У себя в кабинете Василий долго рассматривал карикатуру. В это время к нему зашел Борро.
— Вы видели это, Анри? — спросил Василий.
— Да, видел.
— Нравится?
— Как вам сказать?.. Ничего.
— Автор — Гомье?
— Мосье Кочек, я давно решил не скрывать этого от вас, да как-то не удавалось поговорить с вами… Все карикатуры, появившиеся за последнее время на страницах левой печати, принадлежат Клоду. И если… — Борро запнулся, — если это может причинить вам неприятность и принести вред коммерческим делам, Клод тотчас уйдет из фирмы. Но рисовать карикатуры он по перестанет!
— Что ж, откровенность за откровенность… Я давно знаю, что Клод Гомье рисует политические плакаты и карикатуры. Заметил я и то, что за последнее время они стали более зрелыми… Полагаю, что тут не обошлось без вашего влияния.
— Да, патрон, вы не ошиблись! Если это не устраивает вас, то я тоже подам заявление об уходе…
— Не о том речь! — остановил Василий художника. — Я не собираюсь упрекать вас, но и вы должны правильно понять меня. Я иностранец, в любой день префект полиции может потребовать, чтобы я покинул Францию в течение двадцати четырех часов. Мне не хотелось бы лишний раз привлекать к себе внимание полиции…
— Мы уйдем оба! — перебил Василия художник. — Вы сделали для нас так много, что было бы неблагородно с нашей стороны…
— Анри, будет лучше, если вы выслушаете меня не перебивая. В интересах дела и ваших лично не нужно, чтобы вы говорили о своем участии в этой работе. Под карикатурами нет вашей подписи… Что касается Гомье, то он не должен числиться в списке сотрудников нашей фирмы, но продолжать работу может!
— Не понимаю.
— Чего же тут не понимать? Он будет выполнять работу дома и представлять счета на оплату от подставного лица!..

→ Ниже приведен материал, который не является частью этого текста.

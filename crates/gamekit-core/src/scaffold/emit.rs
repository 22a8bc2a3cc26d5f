//! Seed class emission after extraction

use crate::code::CodeTemplate;
use crate::error::{Result, ScaffoldError};
use crate::request::{package_path, project_dir};
use std::fs;
use std::path::{Path, PathBuf};
use tracing::debug;

/// Class name of the seeded screen
pub const SEED_CLASS_NAME: &str = "MainScreen";

/// Writes the seed class into a freshly extracted project
pub struct CodeTemplateEmitter<'a> {
    template: &'a dyn CodeTemplate,
}

impl<'a> CodeTemplateEmitter<'a> {
    pub fn new(template: &'a dyn CodeTemplate) -> Self {
        Self { template }
    }

    /// Where the seed lands for a given project
    pub fn target_path(
        &self,
        destination_root: &Path,
        project_name: &str,
        package_id: &str,
    ) -> PathBuf {
        project_dir(destination_root, project_name)
            .join("game/logic")
            .join(package_path(package_id))
            .join(format!(
                "{}.{}",
                SEED_CLASS_NAME,
                self.template.target_extension()
            ))
    }

    /// Render and write the seed class, replacing whatever is already there
    pub fn emit(
        &self,
        destination_root: &Path,
        project_name: &str,
        package_id: &str,
    ) -> Result<PathBuf> {
        let target = self.target_path(destination_root, project_name, package_id);
        let seed_error = |e| ScaffoldError::SeedWrite {
            path: target.clone(),
            source: e,
        };

        if let Some(parent) = target.parent() {
            fs::create_dir_all(parent).map_err(seed_error)?;
        }

        let content = self.template.render(SEED_CLASS_NAME, package_id);
        fs::write(&target, &content).map_err(seed_error)?;

        debug!(path = %target.display(), template = self.template.id(), "emitted seed class");
        Ok(target)
    }
}

#[cfg(test)]
mod tests {
    use super::*;
    use crate::code::{GameScreenLogicTemplate, KotlinGameScreenLogicTemplate};

    #[test]
    fn test_target_path() {
        let emitter = CodeTemplateEmitter::new(&GameScreenLogicTemplate);
        assert_eq!(
            emitter.target_path(Path::new("/dest"), "MyGame", "com.acme.demo"),
            PathBuf::from("/dest/MyGame/game/logic/com/acme/demo/MainScreen.java")
        );
    }

    #[test]
    fn test_emit_creates_parents() {
        let dir = tempfile::tempdir().unwrap();
        let emitter = CodeTemplateEmitter::new(&KotlinGameScreenLogicTemplate);

        let seed = emitter.emit(dir.path(), "MyGame", "solo").unwrap();

        assert_eq!(seed, dir.path().join("MyGame/game/logic/solo/MainScreen.kt"));
        let source = fs::read_to_string(&seed).unwrap();
        assert!(source.contains("package solo"));
        assert!(source.contains("MainScreen"));
    }

    #[test]
    fn test_emit_overwrites_stub() {
        let dir = tempfile::tempdir().unwrap();
        let stub = dir.path().join("P/game/logic/p/MainScreen.java");
        fs::create_dir_all(stub.parent().unwrap()).unwrap();
        fs::write(&stub, "STUB").unwrap();

        let emitter = CodeTemplateEmitter::new(&GameScreenLogicTemplate);
        emitter.emit(dir.path(), "P", "p").unwrap();

        assert_eq!(
            fs::read(&stub).unwrap(),
            GameScreenLogicTemplate.render("MainScreen", "p")
        );
    }

    #[test]
    fn test_emit_into_file_fails_with_seed_error() {
        let dir = tempfile::tempdir().unwrap();
        // A file where the game directory should be
        fs::create_dir_all(dir.path().join("P")).unwrap();
        fs::write(dir.path().join("P/game"), "not a directory").unwrap();

        let emitter = CodeTemplateEmitter::new(&GameScreenLogicTemplate);
        let err = emitter.emit(dir.path(), "P", "p").unwrap_err();
        assert_eq!(err.kind(), crate::error::ErrorKind::SeedWrite);
    }
}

— Мосье Кочек, было время, когда нам было очень худо — мы перебивались кое-как и часто ложились спать с пустым желудком. Однако никто из нас не позволял себе сделок с совестью… Клод не только талантливый художник, но и порядочный человек, — он вряд ли примет ваше предложение! — В голосе Борро слышалась плохо скрытая обида.
— Вы всерьез хотите бороться против фашизма? — хмуря брови, спросил Василий.
— Средства борьбы должны соответствовать нашим идеалам…
— Дорогой Анри, я хотел бы, чтобы вы мне верили и доверяли. Тогда мы с вами поговорим кое о чем более важном… Сейчас могу только еще раз сказать вам: для успешной борьбы с нацизмом нужно уметь изворачиваться, иногда хитрить. Нельзя быть донкихотами, если хочешь реально взглянуть на вещи: нам придется иметь дело с коварным врагом!
— Я вам и верю и доверяю!
— По-видимому, не в той все же мере, в какой хотелось бы… Ничего, это пройдет, и тогда мы поговорим с вами более откровенно. Я уволю Гомье, а вы объясните ему, ради чего это делается, — чтобы он не обижался и продолжал работать по вашим заданиям. При этом заработок его ни в коем случае не должен снижаться!.. Вы только не думайте, что я поступаю так из желания убить одним выстрелом двух зайцев — оградить себя от возможных неприятностей и сохранить для фирмы талантливого художника!
— Я вас понял. — Лицо у Борро было хмурое, губы сжаты.
Он встал и молча вышел.
Дела фирмы шли успешно, но производить более внушительное впечатление на клиентуру никогда не было лишним, поэтому Василий арендовал и второй этаж дома, в котором помещалась контора. На первом этаже находились теперь экспедиция, бухгалтерия, кабинет директора-распорядителя. На втором — кабинеты обоих совладельцев фирмы и главного художника. В коридорах — ковровые дорожки, заглушающие звуки шагов. Между кабинетами Я. Кочека и Ж. Жубера — секретариат, а рядом небольшая гостиная для переговоров, приема и угощения крупных клиентов. По всему фасаду дома шла огромная вывеска: «Рекламная фирма «Жубер и компания» — золотом на голубом фоне. По ночам горел световой призыв: «Реклама — могучий двигатель торговли! Пользуйтесь услугами нашей фирмы». Все это потребовало дополнительных расходов, но они составляли ничтожный процент в оборотах фирмы.